La deposizione in mare della corona nell'esatto luogo della tragedia del 9 novembre 1971 (Esercito Italiano)
Quarantasei giovani parà della «Folgore» inghiottiti dalle acque del mar Tirreno. E con loro sei aviatori della Royal Air Force, altrettanto giovani. La sciagura aerea del 9 novembre 1971 fece così impressione che il Corriere della Sera uscì il giorno successivo con un corsivo di Dino Buzzati. Il grande giornalista e scrittore vergò alcune frasi di estrema efficacia, sconvolto da quello che fino ad oggi risulta essere il più grave incidente aereo per le Forze Armate italiane. Alle sue parole incisive e commosse lasciamo l’introduzione alla storia di una catastrofe di oltre mezzo secolo fa.
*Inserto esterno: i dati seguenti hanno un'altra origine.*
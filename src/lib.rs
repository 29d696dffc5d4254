//! casekit - fluent assertions and table-driven cases for Rust tests
//!
//! Tests get a [`Runner`] that numbers cases, prints a pass/fail line for
//! every check and offers named assertions. Failures either mark the test
//! and continue, or halt it, depending on the assertion.

pub mod common;
pub mod testing;

pub use common::{logging, Error, Result};
pub use testing::{
    load_cases, run_test, Case, CaseBuilder, Console, Context, Memory, Outcome, Reporter,
    Runner,
};
//! Value inspection behind the runner's nil and containment assertions

use std::collections::{HashSet, VecDeque};
use std::hash::Hash;
use std::rc::Rc;
use std::sync::Arc;

use serde_json::Value;

/// Values that can be "nil"
///
/// Wrappers delegate to what they hold, so an empty `Option` inside a
/// `Box`, `Rc`, `Arc` or reference still counts as nil.
pub trait Nullable {
    fn is_nil(&self) -> bool;
}

impl<T> Nullable for Option<T> {
    fn is_nil(&self) -> bool {
        self.is_none()
    }
}

impl Nullable for Value {
    fn is_nil(&self) -> bool {
        self.is_null()
    }
}

impl<T: ?Sized> Nullable for *const T {
    fn is_nil(&self) -> bool {
        self.is_null()
    }
}

impl<T: ?Sized> Nullable for *mut T {
    fn is_nil(&self) -> bool {
        self.is_null()
    }
}

impl<T: Nullable + ?Sized> Nullable for Box<T> {
    fn is_nil(&self) -> bool {
        (**self).is_nil()
    }
}

impl<T: Nullable + ?Sized> Nullable for Rc<T> {
    fn is_nil(&self) -> bool {
        (**self).is_nil()
    }
}

impl<T: Nullable + ?Sized> Nullable for Arc<T> {
    fn is_nil(&self) -> bool {
        (**self).is_nil()
    }
}

impl<T: Nullable + ?Sized> Nullable for &T {
    fn is_nil(&self) -> bool {
        (**self).is_nil()
    }
}

/// Containers that can be searched for an item
///
/// Strings search for substrings; sequences search element by element
/// with `PartialEq`, so nested values compare structurally.
pub trait Contains<Item: ?Sized> {
    fn contains_item(&self, item: &Item) -> bool;
}

impl Contains<str> for str {
    fn contains_item(&self, item: &str) -> bool {
        self.contains(item)
    }
}

impl Contains<char> for str {
    fn contains_item(&self, item: &char) -> bool {
        self.contains(*item)
    }
}

impl Contains<str> for String {
    fn contains_item(&self, item: &str) -> bool {
        self.as_str().contains(item)
    }
}

impl Contains<char> for String {
    fn contains_item(&self, item: &char) -> bool {
        self.as_str().contains(*item)
    }
}

impl<T, I> Contains<I> for [T]
where
    T: PartialEq<I>,
    I: ?Sized,
{
    fn contains_item(&self, item: &I) -> bool {
        self.iter().any(|v| v == item)
    }
}

impl<T, I, const N: usize> Contains<I> for [T; N]
where
    T: PartialEq<I>,
    I: ?Sized,
{
    fn contains_item(&self, item: &I) -> bool {
        self.as_slice().contains_item(item)
    }
}

impl<T, I> Contains<I> for Vec<T>
where
    T: PartialEq<I>,
    I: ?Sized,
{
    fn contains_item(&self, item: &I) -> bool {
        self.as_slice().contains_item(item)
    }
}

impl<T, I> Contains<I> for VecDeque<T>
where
    T: PartialEq<I>,
    I: ?Sized,
{
    fn contains_item(&self, item: &I) -> bool {
        self.iter().any(|v| v == item)
    }
}

impl<T, I, S> Contains<I> for HashSet<T, S>
where
    T: PartialEq<I> + Eq + Hash,
    I: ?Sized,
{
    fn contains_item(&self, item: &I) -> bool {
        self.iter().any(|v| v == item)
    }
}

/// Dynamic containers: a string holds substrings, an array holds elements
impl Contains<Value> for Value {
    fn contains_item(&self, item: &Value) -> bool {
        match (self, item) {
            (Value::String(haystack), Value::String(needle)) => haystack.contains(needle.as_str()),
            (Value::Array(values), _) => values.iter().any(|v| v == item),
            _ => false,
        }
    }
}

impl Contains<str> for Value {
    fn contains_item(&self, item: &str) -> bool {
        match self {
            Value::String(haystack) => haystack.contains(item),
            Value::Array(values) => values.iter().any(|v| v == item),
            _ => false,
        }
    }
}

impl Contains<String> for Value {
    fn contains_item(&self, item: &String) -> bool {
        self.contains_item(item.as_str())
    }
}

/// Scalars are searched among array elements, like in a typed `Vec`
macro_rules! contains_scalar {
    ($($ty:ty)*) => {
        $(
            impl Contains<$ty> for Value {
                fn contains_item(&self, item: &$ty) -> bool {
                    match self {
                        Value::Array(values) => values.iter().any(|v| v == item),
                        _ => false,
                    }
                }
            }
        )*
    };
}

contains_scalar! { i8 i16 i32 i64 isize u8 u16 u32 u64 usize f32 f64 bool }

#[cfg(test)]
mod tests {
    use super::*;
    use serde_json::json;

    #[test]
    fn test_nil_through_wrappers() {
        let none: Option<i32> = None;
        assert!(none.is_nil());
        assert!(Box::new(none).is_nil());
        assert!(Arc::new(Box::new(none)).is_nil());
        assert!((&none).is_nil());
        assert!(!Some(0).is_nil());
        assert!(!Box::new(Some("x")).is_nil());
    }

    #[test]
    fn test_nil_trait_object() {
        let boxed: Box<dyn Nullable> = Box::new(None::<String>);
        assert!(boxed.is_nil());
        let boxed: Box<dyn Nullable> = Box::new(Some(String::new()));
        assert!(!boxed.is_nil());
    }

    #[test]
    fn test_nil_dynamic_values() {
        assert!(json!(null).is_nil());
        assert!(serde_json::to_value(None::<i64>).unwrap().is_nil());
        assert!(!json!(0).is_nil());
        assert!(!json!([]).is_nil());
    }

    #[test]
    fn test_nil_pointers() {
        let p: *const u8 = std::ptr::null();
        assert!(p.is_nil());
        let x = 1u8;
        assert!(!(&x as *const u8).is_nil());
    }

    #[test]
    fn test_string_containment() {
        assert!("hello world".contains_item("world"));
        assert!(!"hello world".contains_item("foo"));
        assert!("hello".contains_item(&'e'));
        assert!(String::from("abc").contains_item("bc"));
    }

    #[test]
    fn test_sequence_containment() {
        let words = vec!["hello", "world", "test"];
        assert!(words.contains_item(&"hello"));
        assert!(!words.contains_item(&"foo"));

        let owned = vec!["a".to_string(), "b".to_string()];
        assert!(owned.contains_item("b"));

        let nested = vec![vec![1, 2], vec![3]];
        assert!(nested.contains_item(&vec![3]));
        assert!([1, 2, 3].contains_item(&2));
        assert!(VecDeque::from(vec![4, 5]).contains_item(&5));
        assert!(HashSet::from([7]).contains_item(&7));
    }

    #[test]
    fn test_dynamic_containment() {
        let erased = vec![json!("a"), json!("b")];
        assert!(erased.contains_item("b"));
        assert!(json!(["a", "b"]).contains_item("b"));
        assert!(json!([[1, 2], [3]]).contains_item(&json!([3])));
        assert!(json!("hello world").contains_item(&json!("world")));
        assert!(!json!({"a": 1}).contains_item("a"));
        assert!(!json!(42).contains_item(&json!(4)));
    }

    #[test]
    fn test_dynamic_scalar_containment() {
        assert!(json!([1, 2]).contains_item(&2));
        assert!(json!([1.5, 2.5]).contains_item(&2.5));
        assert!(json!([true]).contains_item(&true));
        assert!(!json!([1, 2]).contains_item(&3u64));
        assert!(!json!(2).contains_item(&2));
        assert!(json!(["a"]).contains_item(&"a".to_string()));
    }
}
(…) Forse perché la Patria è passata di moda, anzi dà quasi fastidio a sentirla nominare e si scrive con la iniziale minuscola? E così dà fastidio la difesa della medesima Patria e tutto ciò che vi appartiene, compresi i ragazzi che indossano l’uniforme militare? (…). Buzzati lamentava la scarsa commozione degli Italiani nei confronti della morte di giovani paracadutisti, paragonandola all’eco che ebbe una tragedia del 1947 avvenuta ad Albenga in cui 43 bambini di una colonia erano morti annegati. Forti le sue parole a chiusura del pezzo: (…) Ora se ne vanno, con i sei compagni stranieri. Guardateli, se ci riuscite. Personalmente mi fanno ancora più pietà dei leggendari piccoli di Albenga. Non si disperano, non singhiozzano, non maledicono. Spalla a spalla si allontanano. Diritti, pallidi sì ma senza un tremito, a testa alta, con quel passo lieve e fermissimo che nei tempi antichi si diceva appartenesse agli eroi e che oggi sembra completamente dimenticato (…)
Non li hanno dimenticati, a oltre mezzo secolo di distanza, gli uomini della Folgore di oggi, che hanno commemorato i caduti di quella che è nota come la «tragedia della Meloria» con una cerimonia che ha coinvolto, oltre alle autorità, anche i parenti delle vittime.
La commemorazione si è conclusa con la deposizione di una corona in mare, nel punto esatto del tragico impatto, effettuata a bordo di un battello in segno di eterno ricordo e di continuità tra passato e presente.
Nelle prime ore del 9 novembre 1971, i parà del 187° Reggimento Folgore si imbarcarono sui Lockheed C-130 della Raf per partecipare ad una missione di addestramento Nato, dove avrebbero dovuto effettuare un «lancio tattico» sulla Sardegna. La tragedia si consumò poco dopo il decollo dall’aeroporto militare di Pisa-San Giusto, da dove in sequenza si stavano alzando 10 velivoli denominati convenzionalmente «Gesso». Fu uno di essi, «Gesso 5» a lanciare l’allarme dopo avere visto una fiammata sulla superficie del mare. L’aereo che lo precedeva, «Gesso 4» non rispose alla chiamata radio poiché istanti prima aveva impattato sulle acque a poca distanza dalle Secche della Meloria, circa 6 km a Nordovest di Livorno. Le operazioni di recupero dei corpi furono difficili e lunghissime, durante le quali vi fu un’altra vittima, un esperto sabotatore subacqueo del «Col Moschin», deceduto durante le operazioni. Le cause della sciagura non furono mai esattamente definite, anche se le indagini furono molto approfondite e una nave pontone di recupero rimase sul posto fino al febbraio del 1972. Si ipotizzò che l’aereo avesse colpito con la coda la superficie del mare per un errore di quota che, per le caratteristiche dell’esercitazione, doveva rimanere inizialmente molto bassa.